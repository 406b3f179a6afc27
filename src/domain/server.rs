//! # Server Domain
//!
//! The server end of one partition of a remote subgraph. Its stream is bound
//! when the domain is created. It sends what the local nodes push to its
//! input borders, feeds inbound client data to its output borders, and
//! finalizes once the local subgraph finished and every eof went out:
//! `Eof`, then the run's traces, then a `Finalize` carrying the rest of the
//! run's summary.

use super::{Domain, DomainCore, DomainKind};
use crate::border::{Border, BorderId, SubgraphId};
use crate::error::{GraphError, Result};
use crate::partition::{PartId, PartitionSet};
use crate::port::{Port, PortListener};
use crate::run::GraphRun;
use crate::stream_state::StreamState;
use crate::transport::{RpcStream, send_with_retry};
use crate::wire::{ControlMessage, StreamMessage};
use crate::worker::Worker;
use parking_lot::Mutex;
use std::collections::HashMap;
use std::sync::atomic::{AtomicBool, Ordering};
use std::sync::{Arc, Weak};
use tracing::{debug, info, trace, warn};

/// Settings a server domain is built with.
pub(crate) struct ServerSetup {
  pub subgraph: SubgraphId,
  pub partition: PartId,
  pub served: PartitionSet,
  pub inputs: Vec<Arc<Border>>,
  pub outputs: Vec<Arc<Border>>,
  pub stream: Arc<dyn RpcStream>,
  pub batch_limit: usize,
  pub retries: u32,
}

/// Server end of one served partition.
pub struct ServerDomain {
  core: DomainCore,
  self_ref: Weak<ServerDomain>,
  partition: PartId,
  inputs: Vec<Arc<Border>>,
  outputs: HashMap<BorderId, Arc<Border>>,
  stream: Mutex<Option<Arc<dyn RpcStream>>>,
  state: StreamState,
  local_done: AtomicBool,
  finalized: AtomicBool,
  batch_limit: usize,
  retries: u32,
}

impl ServerDomain {
  pub(crate) fn new(setup: ServerSetup, worker: Arc<Worker>) -> Result<Arc<Self>> {
    let ServerSetup {
      subgraph,
      partition,
      served,
      inputs,
      outputs,
      stream,
      batch_limit,
      retries,
    } = setup;
    let state = StreamState::new(PartitionSet::from_ids(served.full_count(), &[partition])?);
    Ok(Arc::new_cyclic(|self_ref| Self {
      core: DomainCore::new(
        format!("server-{subgraph}/{partition}"),
        DomainKind::Server,
        subgraph,
        worker,
      ),
      self_ref: self_ref.clone(),
      partition,
      inputs,
      outputs: outputs
        .into_iter()
        .map(|border| (border.id(), border))
        .collect(),
      stream: Mutex::new(Some(stream)),
      state,
      local_done: AtomicBool::new(false),
      finalized: AtomicBool::new(false),
      batch_limit,
      retries,
    }))
  }

  /// Installs the push listener on every input border port.
  pub(crate) fn listen(self: &Arc<Self>) {
    for border in &self.inputs {
      for port in border.ports() {
        port.set_listener(Arc::new(ServerListener {
          server: Arc::downgrade(self),
        }));
      }
    }
  }

  /// Served partition.
  pub fn partition(&self) -> PartId {
    self.partition
  }

  /// Whether `Finalize` went out.
  pub fn is_finalized(&self) -> bool {
    self.finalized.load(Ordering::Acquire)
  }

  fn stream(&self) -> Option<Arc<dyn RpcStream>> {
    self.stream.lock().clone()
  }

  fn schedule_send(&self) {
    let Some(server) = self.self_ref.upgrade() else {
      return;
    };
    self
      .core
      .worker()
      .schedule_fn(move || server.send_loop(), false);
  }

  fn on_push(&self) {
    self.state.add_message(self.partition);
    self.schedule_send();
  }

  fn send_loop(&self) {
    let partition = self.partition;
    if !self.state.is_initialized(partition) {
      return;
    }
    loop {
      if self.core.is_terminated() {
        return;
      }
      let Some(scope) = self.state.try_send_scope(partition) else {
        return;
      };
      let snapshot = self.state.message_count(partition);
      let flushed = self.flush();
      self.state.sub_messages(partition, snapshot);
      drop(scope);
      if let Err(error) = flushed {
        self.fail_unless_cancelled(error);
        return;
      }
      if self.state.no_message(partition) {
        break;
      }
    }
    self.try_finalize();
  }

  fn flush(&self) -> Result<()> {
    loop {
      let mut borders = Vec::new();
      let mut more = false;
      for border in &self.inputs {
        for to in border.connect_info()?.to_part.iter() {
          let (message, left) = border.collect_border_message(to, self.batch_limit)?;
          more |= left;
          if !message.is_empty() {
            borders.push(message);
          }
        }
      }
      if !borders.is_empty() {
        self.send(StreamMessage::data(self.partition, borders))?;
      }
      if !more {
        return Ok(());
      }
    }
  }

  fn send(&self, message: StreamMessage) -> Result<()> {
    let stream = self.stream().ok_or_else(|| GraphError::StreamSend {
      partition: self.partition,
      reason: "stream is closed".to_string(),
    })?;
    send_with_retry(stream.as_ref(), &self.state, self.partition, &message, self.retries).map_err(
      |error| GraphError::StreamSend {
        partition: self.partition,
        reason: error.to_string(),
      },
    )
  }

  fn fail_unless_cancelled(&self, error: GraphError) {
    if self.state.is_cancelled(self.partition) {
      debug!(server = %self.core.name(), %error, "send failed on a cancelled partition");
      return;
    }
    if let Some(run) = self.core.run() {
      run.fail(error);
    }
  }

  pub(crate) fn on_local_finished(&self) {
    self.local_done.store(true, Ordering::Release);
    self.try_finalize();
  }

  fn try_finalize(&self) {
    let partition = self.partition;
    if !self.local_done.load(Ordering::Acquire)
      || self.core.is_terminated()
      || self.state.is_sending(partition)
      || !self.state.no_message(partition)
      || !self
        .inputs
        .iter()
        .all(|border| border.state().is_none_or(|state| state.all_final()))
    {
      return;
    }
    if self.finalized.swap(true, Ordering::AcqRel) {
      return;
    }
    let Some(run) = self.core.run() else {
      return;
    };
    let mut summary = run.result().summary();
    let traces = std::mem::take(&mut summary.traces);
    let sent = self
      .send(StreamMessage::control(partition, ControlMessage::Eof))
      .and_then(|()| self.send(StreamMessage::control(partition, ControlMessage::Trace(traces))))
      .and_then(|()| self.send(StreamMessage::control(partition, ControlMessage::Finalize(summary))));
    match sent {
      Ok(()) => {
        self.state.set_send_eof(partition);
        info!(server = %self.core.name(), "partition finalized");
        self.notify_finish(None, true);
      }
      Err(error) => self.fail_unless_cancelled(error),
    }
  }

  /// Handles one message from the client.
  pub fn receive(&self, message: StreamMessage) {
    if self.core.is_terminated() {
      trace!(server = %self.core.name(), "message after termination dropped");
      return;
    }
    let Some(run) = self.core.run() else {
      return;
    };
    if let Err(error) = self.apply(&run, message) {
      run.fail(error);
    }
  }

  fn apply(&self, run: &Arc<GraphRun>, message: StreamMessage) -> Result<()> {
    if message.partition != self.partition {
      return Err(GraphError::PartIdOverflow {
        id: message.partition,
        count: self.state.parts().full_count(),
      });
    }
    for border_message in &message.borders {
      let target = border_message.target_border();
      let border = self.outputs.get(&target).ok_or_else(|| {
        GraphError::LinkFailed(format!("server {} has no border {}", self.core.name(), target))
      })?;
      border.receive(border_message, self.partition)?;
    }
    match message.control {
      None => {}
      Some(ControlMessage::Eof) => {
        if self.state.set_receive_eof(self.partition) {
          debug!(server = %self.core.name(), "client sent all eof");
        }
      }
      Some(ControlMessage::Trace(events)) => run.result().add_traces(events),
      Some(ControlMessage::Finalize(summary)) => run.result().merge_summary(&summary),
      Some(ControlMessage::Cancel) => {
        warn!(server = %self.core.name(), "cancelled by client");
        self.state.set_cancelled(self.partition);
        run.fail(GraphError::Cancelled);
      }
    }
    Ok(())
  }

  fn unbind(&self) {
    if let Some(stream) = self.stream.lock().take() {
      stream.close();
    }
  }
}

impl Domain for ServerDomain {
  fn core(&self) -> &DomainCore {
    &self.core
  }

  fn run(&self, _run: &Arc<GraphRun>) -> Result<()> {
    self.state.set_initialized_all();
    self.schedule_send();
    Ok(())
  }

  fn on_terminate(&self, run: Option<&Arc<GraphRun>>, error: Option<&GraphError>) {
    if let Some(error) = error
      && !self.state.is_cancelled(self.partition)
      && !self.finalized.swap(true, Ordering::AcqRel)
    {
      let mut summary = run.map(|run| run.result().summary()).unwrap_or_default();
      summary.merge_error(error.code(), &error.to_string(), None);
      let finalize = StreamMessage::control(self.partition, ControlMessage::Finalize(summary));
      if let Err(error) = self.send(finalize) {
        debug!(server = %self.core.name(), %error, "error finalize not delivered");
      }
    }
    self.unbind();
  }
}

struct ServerListener {
  server: Weak<ServerDomain>,
}

impl PortListener for ServerListener {
  fn on_push(&self, _port: &Port, _to: PartId) {
    if let Some(server) = self.server.upgrade() {
      server.on_push();
    }
  }
}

ACTIVITY
Each line in the listing above that includes the word "struct" needs to be copied out.

TASK ANSWER
pub(crate) struct ServerSetup {
pub struct ServerDomain {
struct ServerListener {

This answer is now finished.